Il y a presque exactement huit ans, le président Havel prenait la parole devant le Conseil de l'Atlantique Nord à Bruxelles. Dans son discours, il a formulé de nombreuses remarques pénétrantes sur l'importance que continuait de revêtir l'OTAN et sur les défis que posait la transformation politique et économique en Europe centrale et orientale. A un certain point, il a observé qu'il était pour le moment peu probable que son pays devienne membre à part entière de l'OTAN, ce à quoi il a ajouté, et je le cite : "Cependant, nous pensons qu'une alliance de pays unis par les mêmes idéaux de liberté et de démocratie ne saurait être à tout jamais fermée aux pays voisins qui poursuivent les mêmes objectifs."
Aujourd'hui, huit ans après que ces mots ont été prononcés, nous faisons une réalité de ce qui ne semblait alors qu'une vision lointaine : l'adhésion de la République tchèque à l'OTAN.
La décision qu'ont prise les chefs d'Etat et de gouvernement des pays de l'OTAN lors de notre Sommet historique de Madrid en juillet dernier était une décision qui disait oui à l'engagement, et non à l'indifférence, oui à une ère nouvelle de coopération, et non aux anciennes lignes de division. C'est une décision qui laisse bien augurer de l'avenir de l'Europe, et de la région euro-atlantique tout entière.

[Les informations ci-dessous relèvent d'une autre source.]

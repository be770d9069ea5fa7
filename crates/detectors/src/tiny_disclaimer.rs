use darkux_guard::detector::{Detector, DetectorKey, ScanContext};
use darkux_guard::finding::*;
use darkux_guard::page::truncate_chars;

use crate::catalog::{TEXT_TAGS, TINY_FONT_PX};

const SUMMARY_CHARS: usize = 120;

/// Detects micro-font text, where terms tend to hide.
pub struct TinyDisclaimer;

impl Detector for TinyDisclaimer {
    fn key(&self) -> DetectorKey {
        DetectorKey::TinyDisclaimer
    }

    fn name(&self) -> &str {
        "Tiny disclaimer"
    }

    fn description(&self) -> &str {
        "Detects text rendered below 10px"
    }

    fn severity(&self) -> Severity {
        Severity::Moderate
    }

    fn score_delta(&self) -> i32 {
        -5
    }

    fn detect(&self, ctx: &ScanContext) -> Vec<Finding> {
        ctx.elements()
            .iter()
            .enumerate()
            .filter(|(_, el)| TEXT_TAGS.contains(&el.tag.as_str()) && !el.text.trim().is_empty())
            .filter(|(_, el)| {
                el.computed_style
                    .font_size_px
                    .is_some_and(|px| px > 0.0 && px < TINY_FONT_PX)
            })
            .map(|(idx, el)| {
                ctx.finding(self)
                    .with_summary(&truncate_chars(&el.text, SUMMARY_CHARS))
                    .at_element(idx, &el.selector_hint)
            })
            .collect()
    }
}
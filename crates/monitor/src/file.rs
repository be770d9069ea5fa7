use std::path::Path;

use async_trait::async_trait;
use darkux_guard::page::PageModel;
use darkux_guard::{FetchFailure, Target};

use crate::html;
use crate::source::PageSource;

/// Loads saved snapshots from disk: `.json` files hold a serialized
/// [`PageModel`], anything else is parsed as HTML.
#[derive(Debug, Default, Clone, Copy)]
pub struct FilePageSource;

impl FilePageSource {
    /// Decode snapshot contents according to the file extension.
    pub fn decode(path: &Path, contents: &str) -> Result<PageModel, FetchFailure> {
        if is_json(path) {
            serde_json::from_str(contents).map_err(|err| FetchFailure::Decode(err.to_string()))
        } else {
            Ok(html::snapshot(contents))
        }
    }
}

pub fn is_json(path: &Path) -> bool {
    path.extension()
        .and_then(|ext| ext.to_str())
        .is_some_and(|ext| ext.eq_ignore_ascii_case("json"))
}

/// True for files this source knows how to load.
pub fn is_snapshot_file(path: &Path) -> bool {
    path.extension()
        .and_then(|ext| ext.to_str())
        .is_some_and(|ext| matches!(ext.to_ascii_lowercase().as_str(), "html" | "htm" | "json"))
}

#[async_trait]
impl PageSource for FilePageSource {
    async fn fetch(&self, target: &Target) -> Result<PageModel, FetchFailure> {
        if target.is_empty() {
            return Err(FetchFailure::InvalidTarget {
                target: String::new(),
                reason: "empty path".to_string(),
            });
        }
        let path = Path::new(target.as_str());
        let contents = tokio::fs::read_to_string(path)
            .await
            .map_err(|err| FetchFailure::Io(format!("{}: {err}", path.display())))?;
        Self::decode(path, &contents)
    }
}

#[cfg(test)]
mod tests {
    use super::*;

    #[test]
    fn test_json_snapshot_decodes() {
        let json = r#"{"text": "Cancel ANYTIME", "elements": [{"tag": "p", "text": "Cancel anytime"}]}"#;
        let page = FilePageSource::decode(Path::new("page.JSON"), json).unwrap();
        assert_eq!(page.text(), "cancel anytime");
        assert_eq!(page.elements().len(), 1);
    }

    #[test]
    fn test_bad_json_is_decode_failure() {
        let err = FilePageSource::decode(Path::new("page.json"), "{not json").unwrap_err();
        assert!(matches!(err, FetchFailure::Decode(_)));
    }

    #[test]
    fn test_snapshot_extensions() {
        assert!(is_snapshot_file(Path::new("a/checkout.html")));
        assert!(is_snapshot_file(Path::new("a/checkout.HTM")));
        assert!(is_snapshot_file(Path::new("a/page.json")));
        assert!(!is_snapshot_file(Path::new("a/notes.txt")));
        assert!(!is_snapshot_file(Path::new("a/README")));
    }

    #[tokio::test]
    async fn test_missing_file_is_io_failure() {
        let err = FilePageSource
            .fetch(&Target::new("/nonexistent/darkux/page.html"))
            .await
            .unwrap_err();
        assert!(matches!(err, FetchFailure::Io(_)));
    }
}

La décision d'inviter la République tchèque reposait sur la conviction des Alliés que votre pays, et avec lui la Hongrie et la Pologne, sont à ce stade les mieux préparés à apporter un plus à notre sécurité commune. C'est vous, peuples d'Europe centrale et orientale, qui par votre courage avez contribué à mettre fin à la division contre nature de l'Europe. C'est votre désir irrépressible de liberté qui nous a donné la possibilité de construire une Europe nouvelle - une Europe dont les frontières sont définies par des valeurs plutôt que par des sphères d'intérêt.

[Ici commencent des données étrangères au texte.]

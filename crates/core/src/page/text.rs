/// Lower-case and collapse every whitespace run to a single space.
pub fn normalize_text(raw: &str) -> String {
    raw.split_whitespace()
        .collect::<Vec<_>>()
        .join(" ")
        .to_lowercase()
}

/// Keep at most `max` characters (not bytes) of `s`.
pub fn truncate_chars(s: &str, max: usize) -> String {
    match s.char_indices().nth(max) {
        Some((idx, _)) => s[..idx].to_string(),
        None => s.to_string(),
    }
}

#[cfg(test)]
mod tests {
    use super::*;

    #[test]
    fn test_normalize_collapses_whitespace() {
        assert_eq!(
            normalize_text("  Only 3\n\tLEFT   in stock "),
            "only 3 left in stock"
        );
        assert_eq!(normalize_text(""), "");
    }

    #[test]
    fn test_truncate_respects_char_boundaries() {
        assert_eq!(truncate_chars("i’ll miss out", 3), "i’l");
        assert_eq!(truncate_chars("short", 140), "short");
        assert_eq!(truncate_chars("abcdef", 0), "");
    }
}
pub mod context;
pub mod key;
pub mod registry;
pub mod traits;

pub use context::ScanContext;
pub use key::DetectorKey;
pub use registry::{DetectorDiagnostic, DetectorRegistry, DetectorRun};
pub use traits::Detector;
use std::collections::BTreeMap;
use std::path::Path;

use serde::{Deserialize, Serialize};
use tracing::warn;

use crate::detector::key::normalize_key;
use crate::detector::DetectorKey;
use crate::error::ConfigError;
use crate::finding::Finding;
use crate::page::PageModel;

/// Attribute that silences findings on an element and its descendants.
/// Empty or `*` silences every detector; otherwise a comma-separated key list.
pub const SUPPRESSION_ATTR: &str = "data-darkux-ignore";

/// Default monitoring interval, in milliseconds.
pub const DEFAULT_INTERVAL_MS: u64 = 20_000;

/// Per-detector enable flags. Every catalog key always has a value.
#[derive(Debug, Clone, PartialEq, Eq, Serialize)]
#[serde(transparent)]
pub struct DetectorConfig {
    flags: BTreeMap<DetectorKey, bool>,
}

impl Default for DetectorConfig {
    fn default() -> Self {
        Self {
            flags: DetectorKey::ALL
                .into_iter()
                .map(|k| (k, k.default_enabled()))
                .collect(),
        }
    }
}

impl DetectorConfig {
    pub fn all_enabled() -> Self {
        Self::uniform(true)
    }

    pub fn all_disabled() -> Self {
        Self::uniform(false)
    }

    /// Only the given detectors run.
    pub fn only(keys: &[DetectorKey]) -> Self {
        let mut config = Self::all_disabled();
        for key in keys {
            config.set(*key, true);
        }
        config
    }

    fn uniform(enabled: bool) -> Self {
        Self {
            flags: DetectorKey::ALL.into_iter().map(|k| (k, enabled)).collect(),
        }
    }

    pub fn is_enabled(&self, key: DetectorKey) -> bool {
        self.flags
            .get(&key)
            .copied()
            .unwrap_or_else(|| key.default_enabled())
    }

    pub fn set(&mut self, key: DetectorKey, enabled: bool) {
        self.flags.insert(key, enabled);
    }

    /// Set a flag by raw (un-normalized) key name.
    pub fn set_raw(&mut self, raw_key: &str, enabled: bool) -> Result<(), ConfigError> {
        let key = DetectorKey::parse(raw_key)
            .ok_or_else(|| ConfigError::UnknownKey(normalize_key(raw_key)))?;
        self.set(key, enabled);
        Ok(())
    }

    /// Overlay raw flags on the defaults. Unknown keys are ignored and reported.
    pub fn from_flags<I, K>(flags: I) -> (Self, Vec<ConfigError>)
    where
        I: IntoIterator<Item = (K, bool)>,
        K: AsRef<str>,
    {
        let mut config = Self::default();
        let mut errors = Vec::new();
        for (raw_key, enabled) in flags {
            if let Err(err) = config.set_raw(raw_key.as_ref(), enabled) {
                errors.push(err);
            }
        }
        (config, errors)
    }

    /// Overlay a TOML `[detectors]` table on the defaults. Unknown keys and
    /// non-boolean values keep the default and are reported.
    pub fn from_toml_table(table: &toml::Table) -> (Self, Vec<ConfigError>) {
        let mut config = Self::default();
        let mut errors = Vec::new();
        for (raw_key, value) in table {
            match value.as_bool() {
                Some(enabled) => {
                    if let Err(err) = config.set_raw(raw_key, enabled) {
                        errors.push(err);
                    }
                }
                None => errors.push(ConfigError::InvalidValue {
                    key: raw_key.clone(),
                    found: value.to_string(),
                }),
            }
        }
        (config, errors)
    }

    pub fn enabled_keys(&self) -> Vec<DetectorKey> {
        DetectorKey::ALL
            .into_iter()
            .filter(|k| self.is_enabled(*k))
            .collect()
    }
}

/// Project-level configuration loaded from `.darkux-guard.toml`.
#[derive(Debug, Clone, Default, Deserialize)]
#[serde(default)]
pub struct Config {
    detectors: toml::Table,
    pub monitor: MonitorConfig,
    pub source: SourceConfig,
    pub suppressions: SuppressionConfig,
}

#[derive(Debug, Clone, Deserialize)]
#[serde(default)]
pub struct MonitorConfig {
    pub interval_ms: u64,
    pub deliver_after_stop: bool,
}

impl Default for MonitorConfig {
    fn default() -> Self {
        Self {
            interval_ms: DEFAULT_INTERVAL_MS,
            deliver_after_stop: false,
        }
    }
}

#[derive(Debug, Clone, Deserialize)]
#[serde(default)]
pub struct SourceConfig {
    pub timeout_secs: u64,
    pub user_agent: Option<String>,
}

impl Default for SourceConfig {
    fn default() -> Self {
        Self {
            timeout_secs: 30,
            user_agent: None,
        }
    }
}

#[derive(Debug, Clone, Default, Deserialize)]
#[serde(default)]
pub struct SuppressionConfig {
    /// Glob patterns matched against finding locators.
    pub locators: Vec<String>,
}

impl Config {
    /// Load config from a TOML file path. Returns default config if file doesn't exist.
    pub fn load(path: &Path) -> Result<Self, ConfigError> {
        if !path.exists() {
            return Ok(Self::default());
        }
        let content = std::fs::read_to_string(path).map_err(|source| ConfigError::Io {
            path: path.display().to_string(),
            source,
        })?;
        toml::from_str(&content).map_err(|source| ConfigError::Parse {
            path: path.display().to_string(),
            source,
        })
    }

    /// Like [`Config::load`], but a broken file only costs a warning.
    pub fn load_or_default(path: &Path) -> Self {
        Self::load(path).unwrap_or_else(|err| {
            warn!(error = %err, "falling back to default configuration");
            Self::default()
        })
    }

    /// Resolve the `[detectors]` table, logging every ignored entry.
    pub fn detector_config(&self) -> DetectorConfig {
        let (config, errors) = DetectorConfig::from_toml_table(&self.detectors);
        for err in errors {
            warn!(error = %err, "ignoring detector setting");
        }
        config
    }

    /// Check if a locator matches one of the suppression glob patterns.
    pub fn is_locator_suppressed(&self, locator: &str) -> bool {
        self.suppressions.is_locator_suppressed(locator)
    }

    /// Generate default config file content.
    pub fn default_toml() -> &'static str {
        r#"# darkux-guard configuration

[detectors]
# Enable or disable individual detectors (keys ignore case and spaces)
prechecked = true
confirmshaming = true
autorenew = true
scarcity = false
nagging = false
hiddenfees = false
hiddencancel = true
tinydisclaimer = true
vaguecta = true

[monitor]
# Milliseconds between scans of a monitored page
interval_ms = 20000
# Deliver the result of a scan that was in flight when monitoring stopped
deliver_after_stop = false

[source]
timeout_secs = 30
# user_agent = "darkux-guard"

[suppressions]
# Glob patterns for element locators to skip entirely
locators = []
"#
    }
}

impl SuppressionConfig {
    pub fn is_locator_suppressed(&self, locator: &str) -> bool {
        self.locators
            .iter()
            .any(|pattern| glob::Pattern::new(pattern).is_ok_and(|p| p.matches(locator)))
    }
}

/// Drop element-scoped findings silenced by an inline attribute on the
/// element or an ancestor, or by a locator pattern.
pub fn apply_suppressions(
    findings: Vec<Finding>,
    page: &PageModel,
    suppressions: &SuppressionConfig,
) -> Vec<Finding> {
    findings
        .into_iter()
        .filter(|f| {
            if let Some(locator) = &f.locator {
                if f.is_element_scoped() && suppressions.is_locator_suppressed(locator) {
                    return false;
                }
            }

            let Some(idx) = f.element_index else {
                return true;
            };
            let Some(element) = page.element(idx) else {
                return true;
            };

            let silenced = std::iter::once(element)
                .chain(page.ancestors(idx).map(|(_, el)| el))
                .filter_map(|el| el.attr(SUPPRESSION_ATTR))
                .any(|value| suppresses(value, &f.detector));
            !silenced
        })
        .collect()
}

fn suppresses(attr_value: &str, detector: &str) -> bool {
    let value = attr_value.trim();
    if value.is_empty() || value == "*" {
        return true;
    }
    value
        .split(',')
        .map(normalize_key)
        .any(|key| key == "*" || key == detector)
}

#[cfg(test)]
mod tests {
    use super::*;
    use crate::finding::Severity;
    use crate::page::ElementView;
    use chrono::Utc;

    #[test]
    fn test_default_config() {
        let config = DetectorConfig::default();
        assert!(config.is_enabled(DetectorKey::PreChecked));
        assert!(config.is_enabled(DetectorKey::VagueCta));
        assert!(!config.is_enabled(DetectorKey::Scarcity));
        assert!(!config.is_enabled(DetectorKey::Nagging));
        assert!(!config.is_enabled(DetectorKey::HiddenFees));
    }

    #[test]
    fn test_from_flags_normalizes_and_ignores_unknown() {
        let (config, errors) = DetectorConfig::from_flags([
            ("Scarcity ", true),
            ("pre checked", false),
            ("darkmode", true),
        ]);
        assert!(config.is_enabled(DetectorKey::Scarcity));
        assert!(!config.is_enabled(DetectorKey::PreChecked));
        assert_eq!(errors.len(), 1);
        assert!(matches!(&errors[0], ConfigError::UnknownKey(k) if k == "darkmode"));
    }

    #[test]
    fn test_parse_config() {
        let toml = r##"
[detectors]
nagging = true
"Tiny Disclaimer" = false
hiddenfees = "yes"

[monitor]
interval_ms = 5000

[suppressions]
locators = ["#cookie-*"]
"##;
        let config: Config = toml::from_str(toml).unwrap();
        let detectors = config.detector_config();
        assert!(detectors.is_enabled(DetectorKey::Nagging));
        assert!(!detectors.is_enabled(DetectorKey::TinyDisclaimer));
        // malformed value keeps the default
        assert!(!detectors.is_enabled(DetectorKey::HiddenFees));
        assert_eq!(config.monitor.interval_ms, 5000);
        assert!(!config.monitor.deliver_after_stop);
        assert_eq!(config.source.timeout_secs, 30);
        assert!(config.is_locator_suppressed("#cookie-banner"));
        assert!(!config.is_locator_suppressed("#checkout"));
    }

    #[test]
    fn test_default_toml_parses() {
        let config: Config = toml::from_str(Config::default_toml()).unwrap();
        assert_eq!(config.detector_config(), DetectorConfig::default());
        assert_eq!(config.monitor.interval_ms, DEFAULT_INTERVAL_MS);
    }

    #[test]
    fn test_missing_file_gives_defaults() {
        let config = Config::load(Path::new("/nonexistent/.darkux-guard.toml")).unwrap();
        assert_eq!(config.detector_config(), DetectorConfig::default());
    }

    fn element_finding(detector: &str, idx: usize, locator: &str) -> Finding {
        Finding::new(detector, "test", Severity::Moderate, -5, Utc::now()).at_element(idx, locator)
    }

    #[test]
    fn test_apply_suppressions() {
        let page = PageModel::new(
            "",
            vec![
                ElementView::new("div").with_attr(SUPPRESSION_ATTR, "tinydisclaimer, Vague CTA"),
                ElementView::new("small").with_parent(0),
                ElementView::new("button").with_parent(0),
                ElementView::new("input").with_attr("id", "cookie-optin"),
                ElementView::new("p").with_attr(SUPPRESSION_ATTR, ""),
            ],
        );
        let suppressions = SuppressionConfig {
            locators: vec!["#cookie-*".to_string()],
        };

        let findings = vec![
            element_finding("tinydisclaimer", 1, "small"),
            element_finding("hiddencancel", 2, "button"),
            element_finding("vaguecta", 2, "button"),
            element_finding("prechecked", 3, "#cookie-optin"),
            element_finding("tinydisclaimer", 4, "p"),
            Finding::new("confirmshaming", "page-level", Severity::Moderate, -20, Utc::now()),
        ];

        let kept = apply_suppressions(findings, &page, &suppressions);
        let kept: Vec<&str> = kept.iter().map(|f| f.detector.as_str()).collect();
        assert_eq!(kept, vec!["hiddencancel", "confirmshaming"]);
    }
}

Un nouveau pas a été franchi vers l'objectif de l'adhésion à l'OTAN en décembre dernier, au cours d'une réunion historique où les Ministres des affaires étrangères des pays de l'OTAN, en présence de leurs homologues tchèque, hongrois et polonais, ont signé les protocoles d'accession ouvrant la voie pour que votre pays devienne membre à part entière de l'Alliance lors du Sommet qui marquera le cinquantième anniversaire de celle-ci, en 1999. En ce même mois de décembre, le Conseil européen réuni à Luxembourg a invité la République tchèque à entamer des négociations d'adhésion avec l'Union européenne.
Adhérer à l'OTAN et à l'Union européenne représente beaucoup plus que signer des traités ou entrer dans de grands appareils bureaucratiques. Cela signifie participer au projet le plus ambitieux que l'Europe et l'Amérique du Nord aient jamais entrepris : créer les conditions d'une stabilité et d'une prospérité durables dans la région euro-atlantique tout entière.
Cette stabilité ne peut se fonder sur la seule intégration économique. La période de l'après-guerre, en Europe occidentale, nous a appris que le progrès politique et économique et l'intégration en matière de sécurité sont étroitement liés. Dès que leur sécurité est assurée, les pays peuvent se consacrer avec une confiance accrue à leur évolution à plus long terme. Un secteur militaire, fermement enraciné dans nos sociétés démocratiques et placé sous le contrôle de l'autorité civile, fait partie intégrante de cette évolution. C'est également le cas des structures militaires lorsqu'elles sont transparentes, défensives et multinationales. Il est beaucoup plus facile d'atteindre tous ces objectifs en coopération avec des Alliés qui sont animés par les mêmes idéaux.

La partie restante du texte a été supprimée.